I’m going to throw out a my current hypothesis.
It seems that the things I like to take around with me fall into two categories. The first is the set of things that are little and cheap and I should have multiples of so I can put one in each of my most common knitting bags or spots. The other are the more expensive things like needles. I don’t need them with me that often, but I like them ready to grab if I’m packing for a trip (which has been happening a lot in the last few months).
So here’s what I’m thinking…
I’ve already started to use an altoid tin for my little, easy-to-lose items. I love it.

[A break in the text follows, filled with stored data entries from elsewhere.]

//! CallStatus - Lifecycle state of an outbound call

use serde::{Deserialize, Serialize};

/// Status of a call as tracked by the orchestrator
#[derive(Debug, Clone, Copy, Serialize, Deserialize, Default, PartialEq, Eq, Hash)]
#[serde(rename_all = "kebab-case")]
pub enum CallStatus {
    #[default]
    Initiated,
    Ringing,
    InProgress,
    Completed,
    Failed,
    Busy,
    NoAnswer,
    Cancelled,
}

impl CallStatus {
    pub const TERMINAL: [CallStatus; 5] = [
        CallStatus::Completed,
        CallStatus::Failed,
        CallStatus::Busy,
        CallStatus::NoAnswer,
        CallStatus::Cancelled,
    ];

    /// Terminal statuses never transition again
    pub fn is_terminal(self) -> bool {
        Self::TERMINAL.contains(&self)
    }

    /// Position along the lifecycle; every terminal status shares the last rank
    pub fn rank(self) -> u8 {
        match self {
            CallStatus::Initiated => 0,
            CallStatus::Ringing => 1,
            CallStatus::InProgress => 2,
            _ => 3,
        }
    }

    pub fn as_str(self) -> &'static str {
        match self {
            CallStatus::Initiated => "initiated",
            CallStatus::Ringing => "ringing",
            CallStatus::InProgress => "in-progress",
            CallStatus::Completed => "completed",
            CallStatus::Failed => "failed",
            CallStatus::Busy => "busy",
            CallStatus::NoAnswer => "no-answer",
            CallStatus::Cancelled => "cancelled",
        }
    }

    /// Map the telephony gateway's status vocabulary (case-insensitive).
    ///
    /// Returns `None` for statuses with no counterpart in the call lifecycle.
    pub fn from_gateway(status: &str) -> Option<Self> {
        match status.trim().to_lowercase().as_str() {
            "queued" | "initiated" => Some(CallStatus::Initiated),
            "ringing" => Some(CallStatus::Ringing),
            "in-progress" | "in_progress" | "answered" => Some(CallStatus::InProgress),
            "completed" => Some(CallStatus::Completed),
            "failed" => Some(CallStatus::Failed),
            "busy" => Some(CallStatus::Busy),
            "no-answer" | "no_answer" => Some(CallStatus::NoAnswer),
            "canceled" | "cancelled" => Some(CallStatus::Cancelled),
            _ => None,
        }
    }
}

impl std::fmt::Display for CallStatus {
    fn fmt(&self, f: &mut std::fmt::Formatter<'_>) -> std::fmt::Result {
        f.write_str(self.as_str())
    }
}

impl std::str::FromStr for CallStatus {
    type Err = String;

    fn from_str(s: &str) -> Result<Self, Self::Err> {
        match s {
            "initiated" => Ok(CallStatus::Initiated),
            "ringing" => Ok(CallStatus::Ringing),
            "in-progress" => Ok(CallStatus::InProgress),
            "completed" => Ok(CallStatus::Completed),
            "failed" => Ok(CallStatus::Failed),
            "busy" => Ok(CallStatus::Busy),
            "no-answer" => Ok(CallStatus::NoAnswer),
            "cancelled" => Ok(CallStatus::Cancelled),
            _ => Err(format!("Unknown call status: {}", s)),
        }
    }
}

#[cfg(test)]
mod tests {
    use super::*;

    #[test]
    fn test_gateway_mapping_is_case_insensitive() {
        assert_eq!(
            CallStatus::from_gateway("COMPLETED"),
            Some(CallStatus::Completed)
        );
        assert_eq!(
            CallStatus::from_gateway("In-Progress"),
            Some(CallStatus::InProgress)
        );
        assert_eq!(
            CallStatus::from_gateway("canceled"),
            Some(CallStatus::Cancelled)
        );
        assert_eq!(CallStatus::from_gateway("bogus"), None);
    }

    #[test]
    fn test_terminal_statuses_share_top_rank() {
        for status in CallStatus::TERMINAL {
            assert!(status.is_terminal());
            assert_eq!(status.rank(), 3);
        }
        assert!(!CallStatus::InProgress.is_terminal());
    }

    #[test]
    fn test_serde_uses_wire_names() {
        let json = serde_json::to_string(&CallStatus::NoAnswer).unwrap();
        assert_eq!(json, "\"no-answer\"");
        let parsed: CallStatus = "in-progress".parse().unwrap();
        assert_eq!(parsed, CallStatus::InProgress);
    }
}
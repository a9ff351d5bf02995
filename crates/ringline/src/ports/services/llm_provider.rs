//! LLM Provider Port
//!
//! Abstract interface for language-generation invocations. The conversation
//! agent talks to this trait; concrete providers (OpenAI, test doubles) live
//! in the infrastructure layer.

use async_trait::async_trait;
use serde::{Deserialize, Serialize};

use crate::domain::errors::DomainError;

/// Role of a message in a conversation
#[derive(Debug, Clone, Copy, PartialEq, Eq, Serialize, Deserialize)]
#[serde(rename_all = "lowercase")]
pub enum MessageRole {
    System,
    User,
    Assistant,
}

/// A message in a conversation
#[derive(Debug, Clone, Serialize, Deserialize)]
pub struct ChatMessage {
    pub role: MessageRole,
    pub content: String,
}

impl ChatMessage {
    pub fn system(content: impl Into<String>) -> Self {
        Self {
            role: MessageRole::System,
            content: content.into(),
        }
    }

    pub fn user(content: impl Into<String>) -> Self {
        Self {
            role: MessageRole::User,
            content: content.into(),
        }
    }

    pub fn assistant(content: impl Into<String>) -> Self {
        Self {
            role: MessageRole::Assistant,
            content: content.into(),
        }
    }
}

/// Options for LLM completion
#[derive(Debug, Clone, Serialize, Deserialize)]
pub struct CompletionOptions {
    /// Model override; providers fall back to their configured default
    pub model: Option<String>,
    /// Maximum tokens to generate
    pub max_tokens: Option<u32>,
    /// Temperature (0.0 - 2.0)
    pub temperature: Option<f32>,
    /// Ask the provider for a JSON object response
    pub json_response: bool,
}

impl Default for CompletionOptions {
    fn default() -> Self {
        Self {
            model: None,
            max_tokens: Some(150),
            temperature: Some(0.7),
            json_response: false,
        }
    }
}

/// Response from LLM completion
#[derive(Debug, Clone, Serialize, Deserialize)]
pub struct CompletionResponse {
    /// Generated text content
    pub content: String,
    /// Model that generated the response
    pub model: String,
    /// Token usage statistics
    pub usage: TokenUsage,
    /// Finish reason
    pub finish_reason: Option<String>,
}

/// Token usage statistics
#[derive(Debug, Clone, Default, Serialize, Deserialize)]
pub struct TokenUsage {
    pub prompt_tokens: u32,
    pub completion_tokens: u32,
    pub total_tokens: u32,
}

/// LLM Provider interface
///
/// # Example
///
/// ```rust,ignore
/// use ringline::ports::LlmProvider;
///
/// struct OpenAiProvider { /* reqwest client */ }
///
/// #[async_trait]
/// impl LlmProvider for OpenAiProvider {
///     async fn complete(&self, messages: &[ChatMessage], options: &CompletionOptions)
///         -> Result<CompletionResponse, DomainError> {
///         // POST /v1/chat/completions
///     }
///     // ...
/// }
/// ```
#[async_trait]
pub trait LlmProvider: Send + Sync {
    /// Generate a completion from messages
    async fn complete(
        &self,
        messages: &[ChatMessage],
        options: &CompletionOptions,
    ) -> Result<CompletionResponse, DomainError>;

    /// Get the provider name (e.g., "openai")
    fn provider_name(&self) -> &str;

    /// Default model used when options carry none
    fn model_id(&self) -> &str;
}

They’re the perfect size, durable and cute in a vintage-y sort of way. I’m even tempted to grab a few of the TINY tins too. So cute! My altoids tin can fit a handful of stitch markers, a darning needle, a small cable needle, a few cable caps and keys, and a retractable tape measure. This system works with two exceptions, scissors (even small ones) and larger cable needles don’t fit in these little kits. I’ve fixed this little issue, by purchasing the smallest Knit Picks project bag for $4. It fits the tin, scissors and any other larger notions I need quite easily. The main problem is that I don’t always remember to switch it from one knitting project to the other when I’m running out of the house, so it’s not always where I want it. Or I’ll pull it out of a knitting bag while knitting at home and since it’s such a floating object, I don’t have a place for it so it starts to clutter up my little spot on the couch. So I’m thinking I need to make up one or two more of these, so that I have two for portability and one that stays home all the time. The part that I hate, is purchasing more stuff, when the whole point is to simplify, but I can’t see another way.

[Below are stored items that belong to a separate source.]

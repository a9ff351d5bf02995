//! Ringline API Client

use anyhow::{bail, Context, Result};
use chrono::{DateTime, Utc};
use reqwest::{Client, RequestBuilder};
use serde::de::DeserializeOwned;
use serde::{Deserialize, Serialize};
use uuid::Uuid;

/// API Client for Ringline
pub struct RinglineClient {
    client: Client,
    base_url: String,
    api_key: Option<String>,
}

// ============================================
// API Response Types
// ============================================

#[derive(Debug, Deserialize)]
pub struct AccountResponse {
    pub id: Uuid,
    pub name: String,
    pub credits: i32,
}

#[derive(Debug, Deserialize)]
pub struct CallTurnResponse {
    pub role: String,
    pub content: String,
}

#[derive(Debug, Deserialize)]
pub struct CallResponse {
    pub id: Uuid,
    pub phone_number: String,
    pub status: String,
    pub duration_secs: i32,
    pub objective: String,
    pub conversation: Vec<CallTurnResponse>,
    pub started_at: DateTime<Utc>,
    pub ended_at: Option<DateTime<Utc>>,
    pub credits_charged: i32,
}

#[derive(Debug, Deserialize)]
pub struct CallEventResponse {
    pub kind: String,
    pub data: serde_json::Value,
    pub created_at: DateTime<Utc>,
}

#[derive(Debug, Deserialize)]
pub struct CallDetailResponse {
    pub call: CallResponse,
    pub events: Vec<CallEventResponse>,
}

#[derive(Debug, Deserialize)]
pub struct CallStatsResponse {
    pub total_calls: usize,
    pub active_calls: usize,
    pub success_rate: f64,
    pub credits_used: i64,
}

#[derive(Debug, Deserialize)]
pub struct OriginNumberResponse {
    pub phone_number: String,
    pub friendly_name: String,
}

#[derive(Debug, Deserialize)]
pub struct LanguageModelCheckResponse {
    pub provider: String,
    pub model: String,
    pub test_response: String,
    pub prompt_tokens: u32,
    pub completion_tokens: u32,
    pub finish_reason: Option<String>,
    pub latency_ms: u64,
}

#[derive(Debug, Serialize)]
pub struct CreateAccountRequest {
    pub name: String,
    #[serde(skip_serializing_if = "Option::is_none")]
    pub credits: Option<i32>,
}

#[derive(Debug, Default, Serialize)]
pub struct InitiateCallRequest {
    pub phone_number: String,
    #[serde(skip_serializing_if = "Option::is_none")]
    pub objective: Option<String>,
    #[serde(skip_serializing_if = "Option::is_none")]
    pub model: Option<String>,
    #[serde(skip_serializing_if = "Option::is_none")]
    pub voice: Option<String>,
}

impl RinglineClient {
    /// Create a new API client
    pub fn new(base_url: &str, api_key: Option<&str>) -> Self {
        Self {
            client: Client::new(),
            base_url: base_url.trim_end_matches('/').to_string(),
            api_key: api_key.map(|k| k.to_string()),
        }
    }

    fn url(&self, path: &str) -> String {
        format!("{}{}", self.base_url, path)
    }

    /// Attach auth, send, and decode a successful JSON reply
    async fn send<T: DeserializeOwned>(&self, request: RequestBuilder) -> Result<T> {
        let request = match &self.api_key {
            Some(key) => request.header("Authorization", format!("Bearer {}", key)),
            None => request,
        };

        let resp = request
            .send()
            .await
            .context("Failed to connect to Ringline API")?;

        if !resp.status().is_success() {
            let status = resp.status();
            let body = resp.text().await.unwrap_or_default();
            bail!("API error ({}): {}", status, body);
        }

        resp.json().await.context("Failed to parse response")
    }

    /// Test connection with health check
    pub async fn health(&self) -> Result<bool> {
        let resp = self.client.get(self.url("/health")).send().await?;
        Ok(resp.status().is_success())
    }

    /// Cheap authenticated request, used to validate an API key
    pub async fn list_numbers(&self) -> Result<Vec<OriginNumberResponse>> {
        self.send(self.client.get(self.url("/ringline/numbers")))
            .await
    }

    pub async fn check_language_model(&self) -> Result<LanguageModelCheckResponse> {
        self.send(self.client.get(self.url("/ringline/diagnostics/llm")))
            .await
    }

    // ============================================
    // Accounts
    // ============================================

    pub async fn create_account(&self, name: &str, credits: Option<i32>) -> Result<AccountResponse> {
        let request = CreateAccountRequest {
            name: name.to_string(),
            credits,
        };
        self.send(self.client.post(self.url("/ringline/accounts")).json(&request))
            .await
    }

    pub async fn get_account(&self, account_id: &str) -> Result<AccountResponse> {
        self.send(
            self.client
                .get(self.url(&format!("/ringline/accounts/{}", account_id))),
        )
        .await
    }

    pub async fn get_stats(&self, account_id: &str) -> Result<CallStatsResponse> {
        self.send(
            self.client
                .get(self.url(&format!("/ringline/accounts/{}/stats", account_id))),
        )
        .await
    }

    // ============================================
    // Calls
    // ============================================

    pub async fn initiate_call(
        &self,
        account_id: &str,
        request: &InitiateCallRequest,
    ) -> Result<CallResponse> {
        self.send(
            self.client
                .post(self.url(&format!("/ringline/accounts/{}/calls", account_id)))
                .json(request),
        )
        .await
    }

    pub async fn list_calls(&self, account_id: &str, limit: i64) -> Result<Vec<CallResponse>> {
        self.send(
            self.client
                .get(self.url(&format!("/ringline/accounts/{}/calls", account_id)))
                .query(&[("limit", limit)]),
        )
        .await
    }

    pub async fn list_active_calls(&self, account_id: &str) -> Result<Vec<CallResponse>> {
        self.send(
            self.client
                .get(self.url(&format!("/ringline/accounts/{}/calls/active", account_id))),
        )
        .await
    }

    pub async fn get_call(&self, account_id: &str, call_id: &str) -> Result<CallDetailResponse> {
        self.send(self.client.get(self.url(&format!(
            "/ringline/accounts/{}/calls/{}",
            account_id, call_id
        ))))
        .await
    }

    pub async fn end_call(&self, account_id: &str, call_id: &str) -> Result<CallResponse> {
        self.send(self.client.post(self.url(&format!(
            "/ringline/accounts/{}/calls/{}/end",
            account_id, call_id
        ))))
        .await
    }
}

So that takes care of the little, cheap stuff that I need in more than one place at once. So let’s see what we can do about needles. Right now I actually have repurposed my little Knit Picks project bag for my needles. This has two major issues. It robs the first part of my org system of it’s effectiveness, and all my needles are just in a pile and I have no way of knowing, at a glance what needles I have or are in use. So I’m thinking I need to buy an interchangeable needle case. I’ve thought about making my own little ultra customized version sort of like this one, and maybe I still will, but I’m hung up on how to distribute the pockets. If you take a quick peak through the zillions of needle cases on Etsy, they all do it a little differently, and depending on your needle collection have their pros and cons. For me, since I pretty much only use dpns, circular, and interchangeable needles, I need lots of shallow pockets. I’d also like to fit more than one set of tips in each pocket, so that if I have two sets in the same size they could share a pocket. So it seems like I can find fault with almost every case I find and I need to figure out what exactly I want. Maybe I’ll make that a little christmas sewing project to make myself one that works for everything I need it to. Cause the needle situation, even with my tiny collection, is getting out of control.
So those are the two big organization issues with my knitting. But maybe one more I should address is that of the knitting bag. What do you use? I typically shove some needles, an altoid tin, yarn, and pattern in a ziplock back and move it from bag to bag to couch depending on what purse I’m using or where I’m knitting. Then if I’m working on a sweater or something else big, it starts to spill out of the ziplock bag, so then I just shove it in my purse or bag, which usually involves problems with needles falling out or tangled balls of yarn. I’ve looked at other knitting bags, and I’m just not sure if I would use them effectively or not. I like my cheap solution, but it makes for a cluttery corner of my couch where multiple project bags get piled up. Any thoughts?